Here's the menu and scenario 

they want to change the lamb entree to a "rare" "Roast Beef" option. What do you suggest and how much should it raise the price? Also if he wants the beef rare - doesn't that mean that we need a carver. 
what cut of beef would you recommend (65-75 guests)? All suggestions welcome - need to get back to him soon. Thanks y'all! 
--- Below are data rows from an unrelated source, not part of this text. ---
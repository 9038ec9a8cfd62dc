//! Structured filename codec for LOSC archive files.
//!
//! Every archive file is named `<OBS>-<DESCRIPTION>-<GPSSTART>-<DURATION>.<ext>`,
//! for example `H-H1_LOSC_4_V1-1126259446-32.hdf5`. Strain files published
//! through the archive additionally encode their provenance in the
//! description field as `<DET>_LOSC_[<TAG>_]<RATE>_V<VERSION>`, where the
//! rate is given in kHz.

use std::fmt;

use once_cell::sync::Lazy;
use regex::Regex;

use crate::segments::Segment;
use crate::{Error, Result};

/// Description field of a resolved strain file, e.g. `H1_LOSC_CLN_4_V1`.
static RELEASE_RE: Lazy<Regex> = Lazy::new(|| {
    Regex::new(
        r"\A(?P<det>[A-Z][0-9])_(?P<kind>LOSC|GWOSC)_(?:(?P<tag>.+)_)?(?P<rate>\d+)(?:KHZ)?_V(?P<version>\d+)\z",
    )
    .expect("release pattern is valid")
});

/// Samples per second in one "kHz" of a LOSC filename.
const HZ_PER_KHZ: u32 = 1024;

/// A parsed archive filename.
#[derive(Debug, Clone, PartialEq, Eq)]
pub struct FileName {
    /// Single-letter observatory code (`H`, `L`, `V`, ...).
    pub observatory: String,
    /// Free-form description field between the observatory and the GPS start.
    pub description: String,
    pub gps_start: u64,
    pub duration: u64,
    /// Everything after the first `.` of the last field (`hdf5`, `txt.gz`).
    pub extension: Option<String>,
}

/// Provenance decoded from the description field of a resolved strain file.
#[derive(Debug, Clone, PartialEq, Eq)]
pub struct Release {
    /// Detector prefix, e.g. `H1`.
    pub detector: String,
    /// Data product kind (`LOSC` or `GWOSC`).
    pub kind: String,
    /// Optional release tag such as `CLN`.
    pub tag: Option<String>,
    /// Sample rate in Hz.
    pub sample_rate: u32,
    pub version: u32,
}

/// A filename together with its release information, when it has any.
#[derive(Debug, Clone, PartialEq, Eq)]
pub struct ResolvedName {
    pub file: FileName,
    /// `None` when the description does not follow the strain-file convention.
    pub release: Option<Release>,
}

impl FileName {
    /// GPS end time (`gps_start + duration`).
    pub fn gps_end(&self) -> u64 {
        self.gps_start + self.duration
    }

    /// Time span covered by this file.
    pub fn span(&self) -> Segment {
        Segment {
            start: self.gps_start,
            end: self.gps_end(),
        }
    }

    /// File format named by the extension (`txt` for `txt.gz`).
    pub fn format(&self) -> Option<&str> {
        self.extension.as_deref().and_then(|ext| ext.split('.').next())
    }

    /// Decode the description field as a strain-file release.
    pub fn release(&self) -> Option<Release> {
        let caps = RELEASE_RE.captures(&self.description)?;
        let khz: u32 = caps["rate"].parse().ok()?;
        Some(Release {
            detector: caps["det"].to_string(),
            kind: caps["kind"].to_string(),
            tag: caps.name("tag").map(|m| m.as_str().to_string()),
            sample_rate: khz.checked_mul(HZ_PER_KHZ)?,
            version: caps["version"].parse().ok()?,
        })
    }
}

impl Release {
    /// Encode this release as a filename description field.
    pub fn description(&self) -> String {
        let khz = self.sample_rate / HZ_PER_KHZ;
        match &self.tag {
            Some(tag) => format!("{}_{}_{}_{}_V{}", self.detector, self.kind, tag, khz, self.version),
            None => format!("{}_{}_{}_V{}", self.detector, self.kind, khz, self.version),
        }
    }
}

impl fmt::Display for FileName {
    fn fmt(&self, f: &mut fmt::Formatter<'_>) -> fmt::Result {
        write!(
            f,
            "{}-{}-{}-{}",
            self.observatory, self.description, self.gps_start, self.duration
        )?;
        if let Some(ext) = &self.extension {
            write!(f, ".{}", ext)?;
        }
        Ok(())
    }
}

/// Strip any directory or URL prefix, leaving the final path component.
pub fn basename(url: &str) -> &str {
    url.rsplit('/').next().unwrap_or(url)
}

/// Parse the generic `<OBS>-<DESCRIPTION>-<GPSSTART>-<DURATION>.<ext>` grammar.
///
/// Accepts a bare filename or a full URL.
pub fn parse_basic(url: &str) -> Result<FileName> {
    let name = basename(url);
    let bad = |reason: &str| Error::Format(format!("{:?}: {}", name, reason));

    let parts: Vec<&str> = name.split('-').collect();
    if parts.len() != 4 {
        return Err(bad("expected <OBS>-<DESCRIPTION>-<GPSSTART>-<DURATION>.<ext>"));
    }
    if parts[0].is_empty() || parts[1].is_empty() {
        return Err(bad("empty observatory or description"));
    }

    let (duration, extension) = match parts[3].split_once('.') {
        Some((dur, ext)) => (dur, Some(ext.to_string())),
        None => (parts[3], None),
    };

    let gps_start: u64 = parts[2]
        .parse()
        .map_err(|_| bad("GPS start is not a non-negative integer"))?;
    let duration: u64 = duration
        .parse()
        .map_err(|_| bad("duration is not a non-negative integer"))?;
    if gps_start.checked_add(duration).is_none() {
        return Err(bad("GPS end overflows"));
    }

    Ok(FileName {
        observatory: parts[0].to_string(),
        description: parts[1].to_string(),
        gps_start,
        duration,
        extension,
    })
}

/// Parse a filename and decode its release information where present.
pub fn parse_resolved(url: &str) -> Result<ResolvedName> {
    let file = parse_basic(url)?;
    let release = file.release();
    Ok(ResolvedName { file, release })
}
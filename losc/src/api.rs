//! Remote access to the LOSC archive JSON API.
//!
//! Raw transport sits behind [`JsonSource`] so the archive URL layout and
//! response decoding can be exercised without a network.

use std::time::Duration;

use log::debug;
use serde::de::DeserializeOwned;

use crate::schema::{DatasetResponse, EventResponse, RunResponse, SegmentResponse};
use crate::{Config, Error, Result};

/// Default archive host.
pub const DEFAULT_HOST: &str = "https://losc.ligo.org";

/// Fetches the raw body behind a URL.
pub trait JsonSource {
    fn get(&self, url: &str) -> Result<String>;
}

/// Blocking HTTP transport.
pub struct HttpSource {
    client: reqwest::blocking::Client,
}

impl HttpSource {
    pub fn new(config: &Config) -> Result<Self> {
        let client = reqwest::blocking::Client::builder()
            .timeout(Duration::from_secs(config.timeout_secs))
            .user_agent(concat!("losc/", env!("CARGO_PKG_VERSION")))
            .build()?;
        Ok(Self { client })
    }
}

impl JsonSource for HttpSource {
    fn get(&self, url: &str) -> Result<String> {
        debug!("GET {}", url);
        let response = self.client.get(url).send()?.error_for_status()?;
        Ok(response.text()?)
    }
}

/// Typed client for the archive API.
pub struct Client<S = HttpSource> {
    source: S,
    host: String,
}

impl Client<HttpSource> {
    /// Create an HTTP client for the configured host.
    pub fn from_config(config: &Config) -> Result<Self> {
        Ok(Self::new(HttpSource::new(config)?, &config.host))
    }
}

impl<S: JsonSource> Client<S> {
    pub fn new(source: S, host: impl Into<String>) -> Self {
        let host = host.into().trim_end_matches('/').to_string();
        Self { source, host }
    }

    pub fn host(&self) -> &str {
        &self.host
    }

    /// Fetch `url` and decode its body as `T`.
    pub fn fetch_json<T: DeserializeOwned>(&self, url: &str) -> Result<T> {
        let body = self.source.get(url)?;
        serde_json::from_str(&body).map_err(|source| Error::Json {
            url: url.to_string(),
            source,
        })
    }

    /// Events and runs with data in `[start, end)`.
    pub fn fetch_dataset_json(&self, start: u64, end: u64) -> Result<DatasetResponse> {
        let url = format!("{}/archive/{}/{}/json/", self.host, start, end);
        self.fetch_json(&url)
    }

    /// Metadata and files for a named event.
    pub fn fetch_event_json(&self, event: &str) -> Result<EventResponse> {
        let url = format!("{}/archive/{}/json/", self.host, event);
        self.fetch_json(&url)
    }

    /// Files for `detector` within `run` over `[start, end)`.
    pub fn fetch_run_json(
        &self,
        run: &str,
        detector: &str,
        start: u64,
        end: u64,
    ) -> Result<RunResponse> {
        let url = format!(
            "{}/archive/links/{}/{}/{}/{}/json/",
            self.host, run, detector, start, end
        );
        self.fetch_json(&url)
    }

    /// Raw timeline segments for `flag` within `dataset` over `[start, end)`.
    pub fn fetch_segments_json(
        &self,
        dataset: &str,
        flag: &str,
        start: u64,
        end: u64,
    ) -> Result<SegmentResponse> {
        let url = format!(
            "{}/timeline/segments/json/{}/{}/{}/{}/",
            self.host,
            dataset,
            flag,
            start,
            end.saturating_sub(start)
        );
        self.fetch_json(&url)
    }
}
metro hors d’oeuvres selection 
*jewels of siam – asian glazed filet mignon with basil & mint 
atop cucumber crowns 
*mushroom truffle risotto bytes 
*thai chicken satay in lotus cups 
*scottish smoked salmon sushi style wrapped around wasabi cheese pate 
*golden triangles potato bytes 


stationary hors d’oeuvres display 
~pesto and sundried tomato rondele cheese torta with tomcat baguette 
~artfully arranged fresh vegetable display with aioli dip 
~triple crème brie 
with european water biscuits 


med rim dinner offerings 

tender spring leg of lamb braised with red wine, petit hand cut vegetables 
and california apricots over israeli cous cous 

moist grilled salmon with haricot vert, cherry tomatoes, and bowtie pasta 
with fresh herbs and citrus dressing 

monterrey chicken - boneless breast of chicken, sautéed with shallots 
and sun dried tomato in a creamy white wine sauce 

tuscan white beans vegetarian cassoulet with 
fresh rosemary and roasted garlic 

baby spinach and watercress salad with chevre goats cheese, roasted beets and grilled peppers – lightly dressing with fresh citrus, 
extra virgin olive oil and champagne vinegar 

herb roasted baby red potato with marinated artichokes 

wild and basmati rice salad with sundried cranberries, orange & carmelized pecans 

fresh fruit display 
including golden pineapple, strawberries, green and red grapes, melons and other seasonal fruits and berries to compliment the desserts you are providing.


----------



## shroomgirl (Aug 11, 2000)

tenderloin is already an ap but that's an easier carving station than prime rib....I've done several prime rib stations where amazingly there are as many that want med or med-well as rare. And these were people that eat throughout the world.....we were amazed.

Gee less fuss less muss and I'd ask him why the switch, if it's for the meat/potato crowd just a horseradish sour cream is all that's needed.

charge for the difference in meat....though should be similar if your using prime rib. The cost of a staff to man the carving station/heat lamps and tray with cutting board.


----------



## tigerwoman (Jul 18, 2002)

I called one of my catersource buddies in the south who is a meat expert and among other tips he gave me was to have a cassette fuel with hot au jus eg rosemary, mushroom, horseradish or whatever flavor profile you prefer at the station to dip the slices of rare beef into for those guests who prefer their meat more done. I thought that was a great "truc" 

By the way, shroomgirl - not sure what you meant by 

"tenderloin is already an ap " ????

They are having a second reception in London and serving Lamb there so they/he (groom from ****) wanted rare roast beef here in NY.

Now after doing the site inspection the room doesn't seem big enough to do what they want, so we may revamp to continuous heavy h-d and short plates. I also posted on this over at another forum and got some great responses, so good info for future reference. 

One suggestion was to use a New York Strip Loin but cut it down the middle length wise and then roast, and carve similar to tenderloin. PM me if you want more info.


----------



## shroomgirl (Aug 11, 2000)

jewels of siam – asian glazed filet mignon with basil & mint 
atop cucumber crowns 

Javascripts is non functional on my computer so catersource is not viable at this time.....but I'd love to know about where the strip is cut. Personally I'm a ribeye/prime rib girl.....I'd take it any day over filet.


----------



## blueschef (Jan 18, 2006)

Same Here Shroom! I also think that a strip will pose a problem with the Grissle end in carving. I say stick with rib and cook Two, one rare and one Medium. Use the Langnappe for something else.


----------



## peachcreek (Sep 21, 2001)

I also roast whole top butts. I break them down, remove the fat and gristle and bake them off. The is a lot of leftovers since I don't use the tri-tip off the top unless the tops are unusually tender. I save those pieces for soups, fajitas, etc.
A good top sirloin has an excellent flavor and texture. It also gives a beautiful thin slice. 
I bought a "marked down" top sirloin steak at the store and had it for dinner last night. I don't even think it was USDA Choice, I think it was No Roll. Ironically, the "marked down" beef is the aged cuts that might be a little darker red or slightly browned. It cut nicely with a butter knife. Good Luck on your event.


----------